- The Washington Times - Monday, May 29, 2006

After military fatigues bear the heat, sand and sweat of war, some face an usual form of retirement.

The pockets are ripped off, the holes are stitched up, pink trim is added and they are sewn into — purses.

All Fired Up Candle Co., founded by military wives in 2001, makes and sells the military-inspired purses, as well as clothing and candles, on military bases across the country. For the 25 women who make up the company, All Fired Up serves as an outlet to express their professional goals as well as their support for the military and their husbands.

Roxanne Reed, founder and chief executive officer, began molding candles with military insignias in her home in 2001 as a way to stay busy and make extra money.

As her business continued to grow in 2003, she attended Jane Wayne Day. She and other Marine wives jumped out of airplanes, fired artillery and experienced some of the other activities their husbands do. Wearing heavy combat gear, participants threw their rucks, or backpacks, into a confusing pile.

“So I had tied a pink bow on my husband’s ruck,” Mrs. Reed said. “I saw the combination and went, ‘Jane Wayne Gear — that’s so cool.’”

Jane Wayne Gear, a subsidiary of All Fired Up, now includes a line of purses, T-shirts, pins and accessories. One set of donated fatigues can make four bags.

Operations manager Joetta Libby said the bags, which are the company’s top product, sell for between $45 and $65.

All Fired Up shops sell products from all military branches outside Marine Corps bases Camp Lejeune, N.C., and Twentynine Palms, Calif. Although they aren’t military stores, they are associated with the military because of their locations. All Fired Up also sells products in post exchange stores on bases including Quantico, Va., and on the Web at allfiredupcandlecompany.com.

The company plans to expand to bases in the other military branches and eventually in civilian boutique stores, and is pursuing investors.

Next month, employees plan to tout the line to retailers at the AmericasMart wholesale products show.

Mrs. Reed declined to reveal figures, but said sales have doubled each year. From 10 percent to 20 percent of proceeds go to the Jane Wayne Foundation, which provides startup money and professional mentoring to military wives who want to start businesses.

The 25 women who run All Fired Up, based outside Camp Lejeune in Jacksonville, N.C., are scattered at military bases throughout the country. For many of them, it is the only kind of work that fits the lifestyle of their career-military husbands, whose assignments force them to move frequently.

“Most military wives are professionals at some levels … but we move so much we can’t really integrate ourselves into the natural corporate sector,” Mrs. Reed said. “The private sector sometimes considers our transient lifestyle a prohibitor.”

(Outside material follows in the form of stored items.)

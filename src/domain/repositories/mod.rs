// Copyright (c) 2025 Kirky.X
//
// Licensed under the MIT License
// See LICENSE file in the project root for full license information.

use sea_orm::DbErr;
use thiserror::Error;

/// 仓库接口模块
///
/// 该模块定义了领域层的仓库接口，具体实现由基础设施层提供。
/// 所有方法都接收一个显式的连接或事务句柄，调用方据此决定
/// 操作是否处于同一个事务之内。
///
/// 包含的仓库接口：
/// - 域名仓库（domain_repository）：域名的过滤读取、加锁读取、去重插入和批量状态更新
/// - 目标仓库（target_repository）：抓取目标的读取、加锁读取和保存
pub mod domain_repository;
pub mod target_repository;

/// 仓库错误类型
#[derive(Error, Debug)]
pub enum RepositoryError {
    /// 数据库错误
    #[error("Database error: {0}")]
    Database(#[from] DbErr),
    /// 记录未找到
    #[error("{0} not found")]
    NotFound(String),
}
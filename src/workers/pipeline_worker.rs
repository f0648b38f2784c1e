// Copyright (c) 2025 Kirky.X
//
// Licensed under the MIT License
// See LICENSE file in the project root for full license information.

use std::sync::Arc;
use std::time::Duration;

use async_trait::async_trait;
use tokio::time::interval;
use tracing::{error, info};

use crate::application::use_cases::batch_exporter::BatchExporter;
use crate::application::use_cases::crawl_scheduler::CrawlScheduler;
use crate::application::use_cases::fan_out::FanOutCoordinator;
use crate::domain::repositories::domain_repository::DomainRepository;
use crate::domain::repositories::target_repository::TargetRepository;
use crate::utils::errors::WorkerError;

/// 单次周期的执行摘要
#[derive(Debug, Default, Clone, PartialEq, Eq)]
pub struct TickSummary {
    pub inserted: u64,
    pub dispatched: usize,
    pub exported: u64,
    /// 抓取阶段中失败的单页数
    pub failed_pages: usize,
    /// 失败的阶段名称
    pub failed_stages: Vec<&'static str>,
}

/// 周期流水线Worker
///
/// 每个周期依次执行抓取、派发和导出。某一阶段失败只记录日志，
/// 后续阶段和下一个周期照常执行。
pub struct PipelineWorker<DR, TR>
where
    DR: DomainRepository + 'static,
    TR: TargetRepository + 'static,
{
    scheduler: Arc<CrawlScheduler<DR, TR>>,
    fan_out: Arc<FanOutCoordinator<DR>>,
    exporter: Arc<BatchExporter<DR>>,
    tick_interval: Duration,
}

impl<DR, TR> PipelineWorker<DR, TR>
where
    DR: DomainRepository + 'static,
    TR: TargetRepository + 'static,
{
    pub fn new(
        scheduler: Arc<CrawlScheduler<DR, TR>>,
        fan_out: Arc<FanOutCoordinator<DR>>,
        exporter: Arc<BatchExporter<DR>>,
        tick_interval: Duration,
    ) -> Self {
        Self {
            scheduler,
            fan_out,
            exporter,
            tick_interval,
        }
    }

    /// 执行一个周期
    pub async fn run_once(&self) -> TickSummary {
        let mut summary = TickSummary::default();

        match self.scheduler.fetch().await {
            Ok(report) => {
                summary.inserted = report.inserted;
                summary.failed_pages = report.failed.len();
            }
            Err(e) => {
                error!(stage = "fetch", error = %e, "Pipeline stage failed");
                summary.failed_stages.push("fetch");
            }
        }

        match self.fan_out.polling().await {
            Ok(report) => summary.dispatched = report.dispatched.len(),
            Err(e) => {
                error!(stage = "polling", error = %e, "Pipeline stage failed");
                summary.failed_stages.push("polling");
            }
        }

        match self.exporter.output().await {
            Ok(report) => summary.exported = report.flipped,
            Err(e) => {
                error!(stage = "output", error = %e, "Pipeline stage failed");
                summary.failed_stages.push("output");
            }
        }

        info!(
            inserted = summary.inserted,
            dispatched = summary.dispatched,
            exported = summary.exported,
            failed_pages = summary.failed_pages,
            failed_stages = ?summary.failed_stages,
            "Pipeline tick finished"
        );
        summary
    }
}

#[async_trait]
impl<DR, TR> crate::workers::Worker for PipelineWorker<DR, TR>
where
    DR: DomainRepository + 'static,
    TR: TargetRepository + 'static,
{
    async fn run(&self) -> Result<(), WorkerError> {
        info!(interval_secs = self.tick_interval.as_secs(), "Pipeline worker started");

        let mut interval = interval(self.tick_interval);
        loop {
            interval.tick().await;
            self.run_once().await;
        }
    }

    fn name(&self) -> &str {
        "pipeline-worker"
    }
}
// Copyright (c) 2025 Kirky.X
//
// Licensed under the MIT License
// See LICENSE file in the project root for full license information.

use crate::domain::services::exporter::{DomainExporter, ExportBatch, ExportRow};
use crate::utils::errors::PipelineError;
use async_trait::async_trait;
use chrono::Utc;
use std::path::{Path, PathBuf};
use tokio::fs;
use tokio::io::AsyncWriteExt;
use tracing::info;

const SERVICE: &str = "LocalExporter";

/// 本地文件导出
///
/// 每个批次写入一个以时间戳命名的目录，每个目标一个 JSON 文件。
/// 文件先写入临时目录，全部成功后整体重命名，读取方不会看到半个批次。
pub struct LocalExporter {
    base_path: PathBuf,
}

impl LocalExporter {
    pub fn new(base_path: impl Into<PathBuf>) -> Self {
        Self {
            base_path: base_path.into(),
        }
    }

    fn file_name(target: &str) -> String {
        let safe: String = target
            .chars()
            .map(|c| {
                if c.is_ascii_alphanumeric() || matches!(c, '.' | '-' | '_') {
                    c
                } else {
                    '_'
                }
            })
            .collect();
        format!("{}.json", safe)
    }

    async fn write_group(
        dir: &Path,
        target: &str,
        rows: &[ExportRow],
    ) -> Result<(), PipelineError> {
        let data =
            serde_json::to_vec_pretty(rows).map_err(|e| PipelineError::external(SERVICE, e))?;
        let mut file = fs::File::create(dir.join(Self::file_name(target)))
            .await
            .map_err(|e| PipelineError::external(SERVICE, e))?;
        file.write_all(&data)
            .await
            .map_err(|e| PipelineError::external(SERVICE, e))?;
        file.flush()
            .await
            .map_err(|e| PipelineError::external(SERVICE, e))?;
        Ok(())
    }
}

#[async_trait]
impl DomainExporter for LocalExporter {
    async fn export(&self, batch: &ExportBatch) -> Result<(), PipelineError> {
        let stamp = Utc::now().format("%Y%m%dT%H%M%S%.6fZ").to_string();
        let partial = self.base_path.join(format!(".partial-{}", stamp));
        let complete = self.base_path.join(&stamp);

        fs::create_dir_all(&partial)
            .await
            .map_err(|e| PipelineError::external(SERVICE, e))?;

        for (target, domains) in batch {
            let rows: Vec<ExportRow> = domains.iter().map(ExportRow::from).collect();
            if let Err(e) = Self::write_group(&partial, target, &rows).await {
                let _ = fs::remove_dir_all(&partial).await;
                return Err(e);
            }
        }

        fs::rename(&partial, &complete)
            .await
            .map_err(|e| PipelineError::external(SERVICE, e))?;

        info!(path = %complete.display(), groups = batch.len(), "Export batch written");
        Ok(())
    }
}
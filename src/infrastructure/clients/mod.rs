// Copyright (c) 2025 Kirky.X
//
// Licensed under the MIT License
// See LICENSE file in the project root for full license information.

pub mod view_dns_client;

The women of All Fired Up find a bond with other military wives, who take pride in the fact that the candles and clothing come from their “inner circle.”

“With the war right now, there’s some people trying to make a buck off of Americana. For us, we come from that world. [Camouflage] is something we see every day,” Mrs. Reed said.

For some of the women, carrying a piece of their husband’s wardrobe is a reminder of their strength.

“It’s a constant reminder of how strong I’ve become,” said Devony Fenn, a spokeswoman of All Fired Up who lives at the Quantico base. Her purse is made of the worn desert fatigues of her husband, Capt. Aaron Fenn. “If he wasn’t gone for 10 months, I wouldn’t be half the independent person I am. It’s a constant reminder of where we’ve come and where we’re going.”

When their husbands are deployed, the women tend to work harder and rely on the business to keep them busy and away from TV channels showing news of the war in Iraq or Afghanistan.

Eight military wives and two dozen contractors sew about 3,000 products per month.

“We have sewers who, when their husbands are gone, they’ll stay up until 2 in the morning sewing,” Mrs. Libby said. “Their husbands don’t like them doing that when they’re home.”